ACTIVITY | With the line containing "repository f0e0cad086f352df" as the start and the line containing "with JSON parameters." as the end, transcribe that span of the entries below exactly, including both.

(Stored data entries)

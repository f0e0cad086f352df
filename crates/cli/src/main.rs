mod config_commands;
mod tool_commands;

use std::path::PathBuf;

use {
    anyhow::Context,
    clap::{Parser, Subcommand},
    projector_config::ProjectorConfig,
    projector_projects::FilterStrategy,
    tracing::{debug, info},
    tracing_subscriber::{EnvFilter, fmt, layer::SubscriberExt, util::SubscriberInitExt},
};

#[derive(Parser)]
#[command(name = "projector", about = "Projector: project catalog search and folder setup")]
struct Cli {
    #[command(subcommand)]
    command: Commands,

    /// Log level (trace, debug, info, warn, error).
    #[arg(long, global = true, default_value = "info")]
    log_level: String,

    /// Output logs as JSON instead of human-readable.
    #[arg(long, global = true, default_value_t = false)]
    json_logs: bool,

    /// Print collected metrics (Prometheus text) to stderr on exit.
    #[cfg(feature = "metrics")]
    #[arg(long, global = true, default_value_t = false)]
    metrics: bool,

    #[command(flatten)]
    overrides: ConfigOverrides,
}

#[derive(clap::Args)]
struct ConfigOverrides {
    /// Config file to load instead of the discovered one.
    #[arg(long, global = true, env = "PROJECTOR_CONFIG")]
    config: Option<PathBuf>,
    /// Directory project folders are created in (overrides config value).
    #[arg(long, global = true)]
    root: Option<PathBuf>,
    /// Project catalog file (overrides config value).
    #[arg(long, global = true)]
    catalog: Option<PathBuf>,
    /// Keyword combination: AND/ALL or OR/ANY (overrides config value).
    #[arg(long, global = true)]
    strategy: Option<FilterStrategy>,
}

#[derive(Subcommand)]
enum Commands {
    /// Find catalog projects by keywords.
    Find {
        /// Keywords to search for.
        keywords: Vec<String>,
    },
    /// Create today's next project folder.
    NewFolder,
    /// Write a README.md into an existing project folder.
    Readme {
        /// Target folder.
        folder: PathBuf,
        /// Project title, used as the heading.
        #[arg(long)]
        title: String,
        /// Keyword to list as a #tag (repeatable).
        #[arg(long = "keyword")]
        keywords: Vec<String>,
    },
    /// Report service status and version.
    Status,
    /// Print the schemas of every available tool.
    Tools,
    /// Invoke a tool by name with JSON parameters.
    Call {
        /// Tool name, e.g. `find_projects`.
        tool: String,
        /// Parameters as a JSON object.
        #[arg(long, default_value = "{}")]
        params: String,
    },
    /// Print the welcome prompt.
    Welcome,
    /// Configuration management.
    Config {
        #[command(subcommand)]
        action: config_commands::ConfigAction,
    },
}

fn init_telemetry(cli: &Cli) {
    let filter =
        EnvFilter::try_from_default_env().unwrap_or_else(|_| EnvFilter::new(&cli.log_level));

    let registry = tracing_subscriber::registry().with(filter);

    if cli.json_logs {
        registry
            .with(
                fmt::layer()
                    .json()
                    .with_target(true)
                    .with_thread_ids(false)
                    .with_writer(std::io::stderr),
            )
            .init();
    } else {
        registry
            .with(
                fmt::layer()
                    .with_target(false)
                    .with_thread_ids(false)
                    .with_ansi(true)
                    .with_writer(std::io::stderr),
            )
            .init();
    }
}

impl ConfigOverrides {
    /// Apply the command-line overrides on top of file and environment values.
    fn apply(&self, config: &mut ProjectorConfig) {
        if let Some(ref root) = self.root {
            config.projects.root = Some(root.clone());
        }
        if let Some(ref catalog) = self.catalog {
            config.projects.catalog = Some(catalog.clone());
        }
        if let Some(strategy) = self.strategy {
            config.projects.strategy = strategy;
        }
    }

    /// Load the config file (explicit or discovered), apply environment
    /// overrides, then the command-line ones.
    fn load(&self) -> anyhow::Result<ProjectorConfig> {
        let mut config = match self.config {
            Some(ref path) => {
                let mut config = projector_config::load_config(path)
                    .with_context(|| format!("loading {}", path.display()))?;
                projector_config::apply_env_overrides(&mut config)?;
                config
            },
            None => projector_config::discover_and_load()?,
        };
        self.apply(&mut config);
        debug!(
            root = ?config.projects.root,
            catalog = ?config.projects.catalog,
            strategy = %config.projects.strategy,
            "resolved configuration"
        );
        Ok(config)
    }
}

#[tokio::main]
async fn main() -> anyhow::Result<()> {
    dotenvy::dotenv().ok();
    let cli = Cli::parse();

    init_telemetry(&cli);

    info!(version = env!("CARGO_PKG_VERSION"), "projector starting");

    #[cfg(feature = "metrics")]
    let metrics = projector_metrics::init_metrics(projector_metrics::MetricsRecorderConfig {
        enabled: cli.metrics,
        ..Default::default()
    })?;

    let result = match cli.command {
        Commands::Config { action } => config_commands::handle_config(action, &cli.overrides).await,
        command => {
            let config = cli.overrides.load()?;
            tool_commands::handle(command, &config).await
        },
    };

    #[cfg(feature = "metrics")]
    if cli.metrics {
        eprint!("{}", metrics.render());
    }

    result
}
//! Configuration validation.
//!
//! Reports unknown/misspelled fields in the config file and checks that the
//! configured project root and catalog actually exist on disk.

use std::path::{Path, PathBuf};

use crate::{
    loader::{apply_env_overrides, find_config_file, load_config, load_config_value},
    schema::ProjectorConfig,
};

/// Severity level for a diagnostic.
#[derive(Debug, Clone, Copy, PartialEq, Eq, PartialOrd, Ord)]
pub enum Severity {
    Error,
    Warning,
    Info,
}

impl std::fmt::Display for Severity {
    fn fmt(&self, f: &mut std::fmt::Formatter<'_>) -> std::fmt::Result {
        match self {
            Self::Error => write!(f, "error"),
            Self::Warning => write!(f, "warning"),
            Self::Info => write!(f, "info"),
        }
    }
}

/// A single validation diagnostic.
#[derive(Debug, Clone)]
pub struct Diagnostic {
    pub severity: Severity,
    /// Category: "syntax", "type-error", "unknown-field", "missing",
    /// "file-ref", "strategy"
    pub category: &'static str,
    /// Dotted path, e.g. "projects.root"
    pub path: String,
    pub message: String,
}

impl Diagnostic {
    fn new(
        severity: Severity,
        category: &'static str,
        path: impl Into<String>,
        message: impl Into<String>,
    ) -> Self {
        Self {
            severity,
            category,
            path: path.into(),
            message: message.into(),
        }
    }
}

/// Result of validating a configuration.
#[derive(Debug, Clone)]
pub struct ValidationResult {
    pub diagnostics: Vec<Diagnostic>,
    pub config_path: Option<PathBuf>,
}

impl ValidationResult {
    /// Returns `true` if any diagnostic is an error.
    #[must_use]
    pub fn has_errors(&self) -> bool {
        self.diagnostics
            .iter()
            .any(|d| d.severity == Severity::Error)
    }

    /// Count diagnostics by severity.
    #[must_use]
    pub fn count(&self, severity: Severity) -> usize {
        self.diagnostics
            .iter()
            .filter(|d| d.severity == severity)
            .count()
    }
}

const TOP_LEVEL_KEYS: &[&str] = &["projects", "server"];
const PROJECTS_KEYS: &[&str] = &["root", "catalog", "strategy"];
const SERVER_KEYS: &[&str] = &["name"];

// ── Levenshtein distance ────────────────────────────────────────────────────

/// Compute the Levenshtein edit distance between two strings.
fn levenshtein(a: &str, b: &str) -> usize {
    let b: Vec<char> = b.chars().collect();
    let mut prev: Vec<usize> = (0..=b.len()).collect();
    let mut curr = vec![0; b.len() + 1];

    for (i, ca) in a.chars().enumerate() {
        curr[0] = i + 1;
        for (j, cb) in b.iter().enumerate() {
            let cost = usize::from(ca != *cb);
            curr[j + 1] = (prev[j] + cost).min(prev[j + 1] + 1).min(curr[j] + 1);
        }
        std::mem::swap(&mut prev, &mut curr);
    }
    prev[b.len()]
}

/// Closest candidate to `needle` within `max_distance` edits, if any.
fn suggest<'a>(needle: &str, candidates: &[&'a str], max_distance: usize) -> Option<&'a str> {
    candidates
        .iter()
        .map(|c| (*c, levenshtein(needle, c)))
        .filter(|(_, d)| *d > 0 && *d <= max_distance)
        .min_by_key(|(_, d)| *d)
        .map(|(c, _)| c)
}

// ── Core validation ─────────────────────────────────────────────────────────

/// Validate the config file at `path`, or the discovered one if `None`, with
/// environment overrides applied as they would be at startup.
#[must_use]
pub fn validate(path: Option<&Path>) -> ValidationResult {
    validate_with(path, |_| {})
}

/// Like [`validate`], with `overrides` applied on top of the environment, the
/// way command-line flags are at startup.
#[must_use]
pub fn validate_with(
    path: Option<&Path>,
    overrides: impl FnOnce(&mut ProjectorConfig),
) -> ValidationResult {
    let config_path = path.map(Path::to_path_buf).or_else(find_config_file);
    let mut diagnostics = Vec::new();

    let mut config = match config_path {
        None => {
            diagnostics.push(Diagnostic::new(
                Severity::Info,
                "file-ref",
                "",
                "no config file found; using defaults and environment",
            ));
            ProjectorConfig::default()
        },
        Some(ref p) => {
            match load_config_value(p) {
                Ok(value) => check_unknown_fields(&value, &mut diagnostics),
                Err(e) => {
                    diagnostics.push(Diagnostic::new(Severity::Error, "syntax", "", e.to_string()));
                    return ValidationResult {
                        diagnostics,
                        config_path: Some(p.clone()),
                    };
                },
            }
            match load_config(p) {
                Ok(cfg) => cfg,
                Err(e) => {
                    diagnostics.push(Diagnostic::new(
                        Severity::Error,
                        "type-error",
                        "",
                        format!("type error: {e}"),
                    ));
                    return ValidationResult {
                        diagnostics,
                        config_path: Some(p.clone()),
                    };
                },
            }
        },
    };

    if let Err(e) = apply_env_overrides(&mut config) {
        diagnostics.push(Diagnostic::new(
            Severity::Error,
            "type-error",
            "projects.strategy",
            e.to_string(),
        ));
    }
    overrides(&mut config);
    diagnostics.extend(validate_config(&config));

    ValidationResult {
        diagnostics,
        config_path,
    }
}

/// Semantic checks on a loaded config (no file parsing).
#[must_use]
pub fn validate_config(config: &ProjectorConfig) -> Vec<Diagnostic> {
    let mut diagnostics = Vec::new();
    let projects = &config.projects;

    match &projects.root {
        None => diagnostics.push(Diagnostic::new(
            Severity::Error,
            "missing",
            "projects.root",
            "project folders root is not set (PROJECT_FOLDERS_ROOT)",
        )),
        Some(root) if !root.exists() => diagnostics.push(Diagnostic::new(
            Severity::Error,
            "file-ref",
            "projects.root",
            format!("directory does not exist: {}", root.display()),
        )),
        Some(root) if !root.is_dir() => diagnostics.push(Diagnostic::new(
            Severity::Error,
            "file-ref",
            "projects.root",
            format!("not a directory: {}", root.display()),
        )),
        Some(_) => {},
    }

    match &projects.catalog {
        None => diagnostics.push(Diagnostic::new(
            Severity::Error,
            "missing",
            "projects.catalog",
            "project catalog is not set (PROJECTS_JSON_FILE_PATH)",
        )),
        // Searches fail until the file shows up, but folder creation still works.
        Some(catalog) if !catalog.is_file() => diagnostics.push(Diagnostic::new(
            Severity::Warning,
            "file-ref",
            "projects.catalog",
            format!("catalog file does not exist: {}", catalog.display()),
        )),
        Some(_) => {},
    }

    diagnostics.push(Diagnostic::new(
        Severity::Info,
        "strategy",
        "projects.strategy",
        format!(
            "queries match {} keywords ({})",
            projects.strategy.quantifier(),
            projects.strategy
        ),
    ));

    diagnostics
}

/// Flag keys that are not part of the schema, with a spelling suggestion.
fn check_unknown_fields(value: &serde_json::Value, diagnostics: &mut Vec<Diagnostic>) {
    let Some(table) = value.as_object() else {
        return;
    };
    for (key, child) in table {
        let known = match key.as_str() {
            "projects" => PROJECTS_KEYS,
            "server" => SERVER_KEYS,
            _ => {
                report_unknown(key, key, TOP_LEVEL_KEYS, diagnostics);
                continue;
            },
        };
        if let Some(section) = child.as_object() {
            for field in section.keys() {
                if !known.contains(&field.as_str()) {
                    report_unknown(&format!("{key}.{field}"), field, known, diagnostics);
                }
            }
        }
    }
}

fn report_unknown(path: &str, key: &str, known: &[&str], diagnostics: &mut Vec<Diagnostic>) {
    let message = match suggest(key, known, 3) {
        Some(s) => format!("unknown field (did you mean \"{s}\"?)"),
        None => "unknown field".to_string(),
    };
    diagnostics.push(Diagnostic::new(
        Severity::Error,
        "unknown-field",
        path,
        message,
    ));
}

* * *

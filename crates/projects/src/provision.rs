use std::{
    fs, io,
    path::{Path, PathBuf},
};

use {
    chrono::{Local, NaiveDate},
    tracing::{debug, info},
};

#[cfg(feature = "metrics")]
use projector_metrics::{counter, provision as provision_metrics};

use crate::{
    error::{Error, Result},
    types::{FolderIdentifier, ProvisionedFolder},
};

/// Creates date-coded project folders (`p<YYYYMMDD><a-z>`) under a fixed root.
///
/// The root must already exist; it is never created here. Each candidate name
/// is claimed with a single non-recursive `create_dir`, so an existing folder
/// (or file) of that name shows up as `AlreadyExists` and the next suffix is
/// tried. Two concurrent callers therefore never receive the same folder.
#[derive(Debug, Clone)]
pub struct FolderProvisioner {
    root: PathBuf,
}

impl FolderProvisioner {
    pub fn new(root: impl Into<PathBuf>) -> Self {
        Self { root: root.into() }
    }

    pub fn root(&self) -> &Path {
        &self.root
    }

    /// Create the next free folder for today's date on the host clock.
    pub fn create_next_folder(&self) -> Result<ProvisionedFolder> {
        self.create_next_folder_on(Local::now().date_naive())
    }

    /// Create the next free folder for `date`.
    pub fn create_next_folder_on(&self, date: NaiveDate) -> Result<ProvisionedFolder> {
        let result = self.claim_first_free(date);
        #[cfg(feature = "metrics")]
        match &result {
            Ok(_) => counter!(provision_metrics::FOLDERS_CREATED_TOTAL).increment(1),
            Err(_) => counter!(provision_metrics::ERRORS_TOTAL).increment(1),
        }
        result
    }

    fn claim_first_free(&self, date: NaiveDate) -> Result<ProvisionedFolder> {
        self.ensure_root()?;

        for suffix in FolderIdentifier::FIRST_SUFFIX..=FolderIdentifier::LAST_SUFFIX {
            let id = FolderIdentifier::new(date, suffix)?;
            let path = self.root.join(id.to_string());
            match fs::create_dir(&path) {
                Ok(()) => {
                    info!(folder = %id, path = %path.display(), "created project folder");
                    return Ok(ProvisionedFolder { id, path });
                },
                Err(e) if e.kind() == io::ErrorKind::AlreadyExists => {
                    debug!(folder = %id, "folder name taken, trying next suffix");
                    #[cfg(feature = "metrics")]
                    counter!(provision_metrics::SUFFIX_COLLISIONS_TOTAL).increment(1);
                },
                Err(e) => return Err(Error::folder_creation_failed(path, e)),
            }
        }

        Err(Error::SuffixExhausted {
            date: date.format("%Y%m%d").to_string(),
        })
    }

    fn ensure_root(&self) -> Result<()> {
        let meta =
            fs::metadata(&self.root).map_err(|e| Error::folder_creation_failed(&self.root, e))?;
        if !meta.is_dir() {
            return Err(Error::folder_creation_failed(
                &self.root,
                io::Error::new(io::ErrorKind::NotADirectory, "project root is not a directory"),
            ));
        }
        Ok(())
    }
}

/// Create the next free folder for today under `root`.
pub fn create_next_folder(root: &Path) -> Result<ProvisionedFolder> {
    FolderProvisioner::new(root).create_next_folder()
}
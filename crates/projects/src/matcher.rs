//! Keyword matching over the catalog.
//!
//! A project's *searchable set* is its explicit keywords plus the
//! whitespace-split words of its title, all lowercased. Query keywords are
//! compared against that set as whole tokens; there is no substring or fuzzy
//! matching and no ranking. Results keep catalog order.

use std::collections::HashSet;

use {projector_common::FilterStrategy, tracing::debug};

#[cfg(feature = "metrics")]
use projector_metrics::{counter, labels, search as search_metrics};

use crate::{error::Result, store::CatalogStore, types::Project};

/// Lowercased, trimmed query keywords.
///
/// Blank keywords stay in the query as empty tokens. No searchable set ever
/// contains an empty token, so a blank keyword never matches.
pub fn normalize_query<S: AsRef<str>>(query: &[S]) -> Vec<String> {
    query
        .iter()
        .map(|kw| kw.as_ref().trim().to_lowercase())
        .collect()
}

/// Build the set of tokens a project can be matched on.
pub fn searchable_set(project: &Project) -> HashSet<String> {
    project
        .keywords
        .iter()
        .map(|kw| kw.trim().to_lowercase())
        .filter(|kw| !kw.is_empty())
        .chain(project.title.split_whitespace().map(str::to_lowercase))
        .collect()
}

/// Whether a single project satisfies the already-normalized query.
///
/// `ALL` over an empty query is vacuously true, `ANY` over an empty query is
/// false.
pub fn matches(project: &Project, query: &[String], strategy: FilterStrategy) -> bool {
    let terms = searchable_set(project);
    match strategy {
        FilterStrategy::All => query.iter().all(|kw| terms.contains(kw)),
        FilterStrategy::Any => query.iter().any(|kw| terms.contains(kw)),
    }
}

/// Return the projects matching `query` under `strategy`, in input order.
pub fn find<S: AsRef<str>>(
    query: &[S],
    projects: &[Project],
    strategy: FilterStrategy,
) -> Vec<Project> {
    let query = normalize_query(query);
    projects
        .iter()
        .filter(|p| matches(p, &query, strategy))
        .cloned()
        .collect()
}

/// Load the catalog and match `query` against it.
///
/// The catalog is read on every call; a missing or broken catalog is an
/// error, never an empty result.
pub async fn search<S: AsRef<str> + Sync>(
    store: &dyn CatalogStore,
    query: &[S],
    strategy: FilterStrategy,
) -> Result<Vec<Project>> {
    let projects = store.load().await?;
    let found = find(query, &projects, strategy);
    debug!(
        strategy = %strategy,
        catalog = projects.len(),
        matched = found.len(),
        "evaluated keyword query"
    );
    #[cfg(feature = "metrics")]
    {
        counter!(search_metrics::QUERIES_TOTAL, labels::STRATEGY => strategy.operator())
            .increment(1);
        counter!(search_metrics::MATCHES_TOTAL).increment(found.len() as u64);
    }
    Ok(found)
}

COMPLETED EXERCISE |
repository f0e0cad086f352df
filename crates/cli/src/main.rs
mod config_commands;
mod tool_commands;

use std::path::PathBuf;

use {
    anyhow::Context,
    clap::{Parser, Subcommand},
    projector_config::ProjectorConfig,
    projector_projects::FilterStrategy,
    tracing::{debug, info},
    tracing_subscriber::{EnvFilter, fmt, layer::SubscriberExt, util::SubscriberInitExt},
};

#[derive(Parser)]
#[command(name = "projector", about = "Projector: project catalog search and folder setup")]
struct Cli {
    #[command(subcommand)]
    command: Commands,

    /// Log level (trace, debug, info, warn, error).
    #[arg(long, global = true, default_value = "info")]
    log_level: String,

    /// Output logs as JSON instead of human-readable.
    #[arg(long, global = true, default_value_t = false)]
    json_logs: bool,

    /// Print collected metrics (Prometheus text) to stderr on exit.
    #[cfg(feature = "metrics")]
    #[arg(long, global = true, default_value_t = false)]
    metrics: bool,

    #[command(flatten)]
    overrides: ConfigOverrides,
}

#[derive(clap::Args)]
struct ConfigOverrides {
    /// Config file to load instead of the discovered one.
    #[arg(long, global = true, env = "PROJECTOR_CONFIG")]
    config: Option<PathBuf>,
    /// Directory project folders are created in (overrides config value).
    #[arg(long, global = true)]
    root: Option<PathBuf>,
    /// Project catalog file (overrides config value).
    #[arg(long, global = true)]
    catalog: Option<PathBuf>,
    /// Keyword combination: AND/ALL or OR/ANY (overrides config value).
    #[arg(long, global = true)]
    strategy: Option<FilterStrategy>,
}

#[derive(Subcommand)]
enum Commands {
    /// Find catalog projects by keywords.
    Find {
        /// Keywords to search for.
        keywords: Vec<String>,
    },
    /// Create today's next project folder.
    NewFolder,
    /// Write a README.md into an existing project folder.
    Readme {
        /// Target folder.
        folder: PathBuf,
        /// Project title, used as the heading.
        #[arg(long)]
        title: String,
        /// Keyword to list as a #tag (repeatable).
        #[arg(long = "keyword")]
        keywords: Vec<String>,
    },
    /// Report service status and version.
    Status,
    /// Print the schemas of every available tool.
    Tools,
    /// Invoke a tool by name with JSON parameters.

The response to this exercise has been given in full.